[Dataset entries]

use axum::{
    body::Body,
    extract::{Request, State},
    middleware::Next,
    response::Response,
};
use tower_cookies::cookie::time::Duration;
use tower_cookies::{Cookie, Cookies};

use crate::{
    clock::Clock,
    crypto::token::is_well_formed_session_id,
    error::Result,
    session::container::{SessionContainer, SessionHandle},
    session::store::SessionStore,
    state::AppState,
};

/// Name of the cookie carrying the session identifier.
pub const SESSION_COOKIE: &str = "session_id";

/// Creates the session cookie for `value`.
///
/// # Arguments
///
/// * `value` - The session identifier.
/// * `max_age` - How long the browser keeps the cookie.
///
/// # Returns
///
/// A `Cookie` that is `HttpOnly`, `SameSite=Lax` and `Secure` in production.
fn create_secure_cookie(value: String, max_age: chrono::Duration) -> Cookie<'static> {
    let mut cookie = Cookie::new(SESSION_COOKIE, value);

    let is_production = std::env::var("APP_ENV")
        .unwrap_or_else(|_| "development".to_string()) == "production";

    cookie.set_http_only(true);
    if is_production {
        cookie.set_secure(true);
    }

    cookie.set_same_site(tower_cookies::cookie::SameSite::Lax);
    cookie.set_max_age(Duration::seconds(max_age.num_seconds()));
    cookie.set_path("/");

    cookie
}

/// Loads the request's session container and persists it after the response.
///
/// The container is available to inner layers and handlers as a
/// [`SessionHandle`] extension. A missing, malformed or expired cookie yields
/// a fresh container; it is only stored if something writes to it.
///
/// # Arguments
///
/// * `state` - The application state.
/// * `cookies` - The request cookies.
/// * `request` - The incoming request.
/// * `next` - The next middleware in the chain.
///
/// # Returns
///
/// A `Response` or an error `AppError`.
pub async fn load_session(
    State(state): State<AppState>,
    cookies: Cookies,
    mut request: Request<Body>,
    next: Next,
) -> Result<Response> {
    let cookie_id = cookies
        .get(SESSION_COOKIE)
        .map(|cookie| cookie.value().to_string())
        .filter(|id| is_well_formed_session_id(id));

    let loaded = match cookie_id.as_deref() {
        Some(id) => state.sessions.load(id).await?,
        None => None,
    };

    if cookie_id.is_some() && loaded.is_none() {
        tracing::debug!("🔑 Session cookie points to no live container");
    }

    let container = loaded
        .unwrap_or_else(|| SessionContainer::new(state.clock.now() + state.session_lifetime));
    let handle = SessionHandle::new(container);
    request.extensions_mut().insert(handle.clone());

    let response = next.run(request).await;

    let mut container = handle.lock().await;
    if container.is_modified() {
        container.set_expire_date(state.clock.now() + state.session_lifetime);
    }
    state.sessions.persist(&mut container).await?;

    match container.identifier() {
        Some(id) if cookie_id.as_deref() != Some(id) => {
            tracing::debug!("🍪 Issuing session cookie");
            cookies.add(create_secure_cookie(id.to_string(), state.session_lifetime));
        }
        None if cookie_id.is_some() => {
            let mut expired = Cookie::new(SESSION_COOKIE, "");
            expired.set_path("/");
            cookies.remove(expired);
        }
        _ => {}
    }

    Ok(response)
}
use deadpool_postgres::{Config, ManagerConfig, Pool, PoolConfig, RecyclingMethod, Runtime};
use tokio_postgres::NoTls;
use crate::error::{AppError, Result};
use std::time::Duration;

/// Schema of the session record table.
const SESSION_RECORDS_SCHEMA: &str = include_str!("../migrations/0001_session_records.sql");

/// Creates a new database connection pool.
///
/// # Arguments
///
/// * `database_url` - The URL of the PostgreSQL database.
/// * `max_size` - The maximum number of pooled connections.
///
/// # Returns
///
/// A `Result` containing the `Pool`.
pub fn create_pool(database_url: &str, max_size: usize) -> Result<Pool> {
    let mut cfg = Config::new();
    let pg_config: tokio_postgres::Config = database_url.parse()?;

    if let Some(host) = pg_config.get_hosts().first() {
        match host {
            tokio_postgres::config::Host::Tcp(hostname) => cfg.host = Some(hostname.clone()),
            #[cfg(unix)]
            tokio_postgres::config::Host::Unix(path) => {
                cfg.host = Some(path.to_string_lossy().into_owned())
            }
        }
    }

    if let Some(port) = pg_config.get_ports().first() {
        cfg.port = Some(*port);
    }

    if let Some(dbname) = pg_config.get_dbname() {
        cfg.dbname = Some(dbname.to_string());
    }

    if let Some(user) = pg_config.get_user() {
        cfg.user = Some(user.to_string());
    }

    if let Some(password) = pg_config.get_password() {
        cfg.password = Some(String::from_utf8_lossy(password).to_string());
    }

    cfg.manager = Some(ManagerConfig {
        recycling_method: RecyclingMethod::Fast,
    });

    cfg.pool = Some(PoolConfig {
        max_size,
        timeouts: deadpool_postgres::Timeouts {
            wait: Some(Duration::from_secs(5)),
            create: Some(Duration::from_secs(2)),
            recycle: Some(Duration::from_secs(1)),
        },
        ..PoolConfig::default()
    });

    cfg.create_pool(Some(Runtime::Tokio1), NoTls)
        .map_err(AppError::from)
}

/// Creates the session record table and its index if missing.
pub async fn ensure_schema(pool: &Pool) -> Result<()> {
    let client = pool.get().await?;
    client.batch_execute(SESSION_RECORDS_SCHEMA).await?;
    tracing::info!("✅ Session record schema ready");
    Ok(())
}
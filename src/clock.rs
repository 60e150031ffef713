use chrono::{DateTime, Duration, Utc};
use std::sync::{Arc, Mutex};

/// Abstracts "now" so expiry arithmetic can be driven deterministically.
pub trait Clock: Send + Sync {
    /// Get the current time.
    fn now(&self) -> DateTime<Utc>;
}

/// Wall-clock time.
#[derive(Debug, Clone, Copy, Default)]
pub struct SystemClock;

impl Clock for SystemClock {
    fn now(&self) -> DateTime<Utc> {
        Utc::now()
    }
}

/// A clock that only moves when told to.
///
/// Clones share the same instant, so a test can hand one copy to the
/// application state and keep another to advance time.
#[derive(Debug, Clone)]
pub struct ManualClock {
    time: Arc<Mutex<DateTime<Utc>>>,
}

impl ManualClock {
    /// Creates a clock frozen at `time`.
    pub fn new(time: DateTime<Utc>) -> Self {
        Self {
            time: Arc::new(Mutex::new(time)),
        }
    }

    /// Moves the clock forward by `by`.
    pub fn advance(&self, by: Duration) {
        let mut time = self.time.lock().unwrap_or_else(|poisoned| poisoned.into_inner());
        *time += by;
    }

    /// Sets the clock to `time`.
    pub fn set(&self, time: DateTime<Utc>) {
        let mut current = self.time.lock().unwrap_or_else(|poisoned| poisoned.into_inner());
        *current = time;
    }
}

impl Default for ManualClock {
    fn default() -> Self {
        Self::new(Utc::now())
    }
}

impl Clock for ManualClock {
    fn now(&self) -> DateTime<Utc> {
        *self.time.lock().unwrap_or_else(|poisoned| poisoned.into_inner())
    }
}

▶ [What the exercise asks]
Print out each record above exactly, with nothing omitted.

▶ [Solution to this problem]
use axum::{
    body::Body,
    extract::{Request, State},
    middleware::Next,
    response::Response,
};
use tower_cookies::cookie::time::Duration;
use tower_cookies::{Cookie, Cookies};

use crate::{
    clock::Clock,
    crypto::token::is_well_formed_session_id,
    error::Result,
    session::container::{SessionContainer, SessionHandle},
    session::store::SessionStore,
    state::AppState,
};

/// Name of the cookie carrying the session identifier.
pub const SESSION_COOKIE: &str = "session_id";

/// Creates the session cookie for `value`.
///
/// # Arguments
///
/// * `value` - The session identifier.
/// * `max_age` - How long the browser keeps the cookie.
///
/// # Returns
///
/// A `Cookie` that is `HttpOnly`, `SameSite=Lax` and `Secure` in production.
fn create_secure_cookie(value: String, max_age: chrono::Duration) -> Cookie<'static> {
    let mut cookie = Cookie::new(SESSION_COOKIE, value);

    let is_production = std::env::var("APP_ENV")
        .unwrap_or_else(|_| "development".to_string()) == "production";

    cookie.set_http_only(true);
    if is_production {
        cookie.set_secure(true);
    }

    cookie.set_same_site(tower_cookies::cookie::SameSite::Lax);
    cookie.set_max_age(Duration::seconds(max_age.num_seconds()));
    cookie.set_path("/");

    cookie
}

/// Loads the request's session container and persists it after the response.
///
/// The container is available to inner layers and handlers as a
/// [`SessionHandle`] extension. A missing, malformed or expired cookie yields
/// a fresh container; it is only stored if something writes to it.
///
/// # Arguments
///
/// * `state` - The application state.
/// * `cookies` - The request cookies.
/// * `request` - The incoming request.
/// * `next` - The next middleware in the chain.
///
/// # Returns
///
/// A `Response` or an error `AppError`.
pub async fn load_session(
    State(state): State<AppState>,
    cookies: Cookies,
    mut request: Request<Body>,
    next: Next,
) -> Result<Response> {
    let cookie_id = cookies
        .get(SESSION_COOKIE)
        .map(|cookie| cookie.value().to_string())
        .filter(|id| is_well_formed_session_id(id));

    let loaded = match cookie_id.as_deref() {
        Some(id) => state.sessions.load(id).await?,
        None => None,
    };

    if cookie_id.is_some() && loaded.is_none() {
        tracing::debug!("🔑 Session cookie points to no live container");
    }

    let container = loaded
        .unwrap_or_else(|| SessionContainer::new(state.clock.now() + state.session_lifetime));
    let handle = SessionHandle::new(container);
    request.extensions_mut().insert(handle.clone());

    let response = next.run(request).await;

    let mut container = handle.lock().await;
    if container.is_modified() {
        container.set_expire_date(state.clock.now() + state.session_lifetime);
    }
    state.sessions.persist(&mut container).await?;

    match container.identifier() {
        Some(id) if cookie_id.as_deref() != Some(id) => {
            tracing::debug!("🍪 Issuing session cookie");
            cookies.add(create_secure_cookie(id.to_string(), state.session_lifetime));
        }
        None if cookie_id.is_some() => {
            let mut expired = Cookie::new(SESSION_COOKIE, "");
            expired.set_path("/");
            cookies.remove(expired);
        }
        _ => {}
    }

    Ok(response)
}
use deadpool_postgres::{Config, ManagerConfig, Pool, PoolConfig, RecyclingMethod, Runtime};
use tokio_postgres::NoTls;
use crate::error::{AppError, Result};
use std::time::Duration;

/// Schema of the session record table.
const SESSION_RECORDS_SCHEMA: &str = include_str!("../migrations/0001_session_records.sql");

/// Creates a new database connection pool.
///
/// # Arguments
///
/// * `database_url` - The URL of the PostgreSQL database.
/// * `max_size` - The maximum number of pooled connections.
///
/// # Returns
///
/// A `Result` containing the `Pool`.
pub fn create_pool(database_url: &str, max_size: usize) -> Result<Pool> {
    let mut cfg = Config::new();
    let pg_config: tokio_postgres::Config = database_url.parse()?;

    if let Some(host) = pg_config.get_hosts().first() {
        match host {
            tokio_postgres::config::Host::Tcp(hostname) => cfg.host = Some(hostname.clone()),
            #[cfg(unix)]
            tokio_postgres::config::Host::Unix(path) => {
                cfg.host = Some(path.to_string_lossy().into_owned())
            }
        }
    }

    if let Some(port) = pg_config.get_ports().first() {
        cfg.port = Some(*port);
    }

    if let Some(dbname) = pg_config.get_dbname() {
        cfg.dbname = Some(dbname.to_string());
    }

    if let Some(user) = pg_config.get_user() {
        cfg.user = Some(user.to_string());
    }

    if let Some(password) = pg_config.get_password() {
        cfg.password = Some(String::from_utf8_lossy(password).to_string());
    }

    cfg.manager = Some(ManagerConfig {
        recycling_method: RecyclingMethod::Fast,
    });

    cfg.pool = Some(PoolConfig {
        max_size,
        timeouts: deadpool_postgres::Timeouts {
            wait: Some(Duration::from_secs(5)),
            create: Some(Duration::from_secs(2)),
            recycle: Some(Duration::from_secs(1)),
        },
        ..PoolConfig::default()
    });

    cfg.create_pool(Some(Runtime::Tokio1), NoTls)
        .map_err(AppError::from)
}

/// Creates the session record table and its index if missing.
pub async fn ensure_schema(pool: &Pool) -> Result<()> {
    let client = pool.get().await?;
    client.batch_execute(SESSION_RECORDS_SCHEMA).await?;
    tracing::info!("✅ Session record schema ready");
    Ok(())
}
filename src/clock.rs
repository 60e150031ffef713
use chrono::{DateTime, Duration, Utc};
use std::sync::{Arc, Mutex};

/// Abstracts "now" so expiry arithmetic can be driven deterministically.
pub trait Clock: Send + Sync {
    /// Get the current time.
    fn now(&self) -> DateTime<Utc>;
}

/// Wall-clock time.
#[derive(Debug, Clone, Copy, Default)]
pub struct SystemClock;

impl Clock for SystemClock {
    fn now(&self) -> DateTime<Utc> {
        Utc::now()
    }
}

/// A clock that only moves when told to.
///
/// Clones share the same instant, so a test can hand one copy to the
/// application state and keep another to advance time.
#[derive(Debug, Clone)]
pub struct ManualClock {
    time: Arc<Mutex<DateTime<Utc>>>,
}

impl ManualClock {
    /// Creates a clock frozen at `time`.
    pub fn new(time: DateTime<Utc>) -> Self {
        Self {
            time: Arc::new(Mutex::new(time)),
        }
    }

    /// Moves the clock forward by `by`.
    pub fn advance(&self, by: Duration) {
        let mut time = self.time.lock().unwrap_or_else(|poisoned| poisoned.into_inner());
        *time += by;
    }

    /// Sets the clock to `time`.
    pub fn set(&self, time: DateTime<Utc>) {
        let mut current = self.time.lock().unwrap_or_else(|poisoned| poisoned.into_inner());
        *current = time;
    }
}

impl Default for ManualClock {
    fn default() -> Self {
        Self::new(Utc::now())
    }
}

impl Clock for ManualClock {
    fn now(&self) -> DateTime<Utc> {
        *self.time.lock().unwrap_or_else(|poisoned| poisoned.into_inner())
    }
}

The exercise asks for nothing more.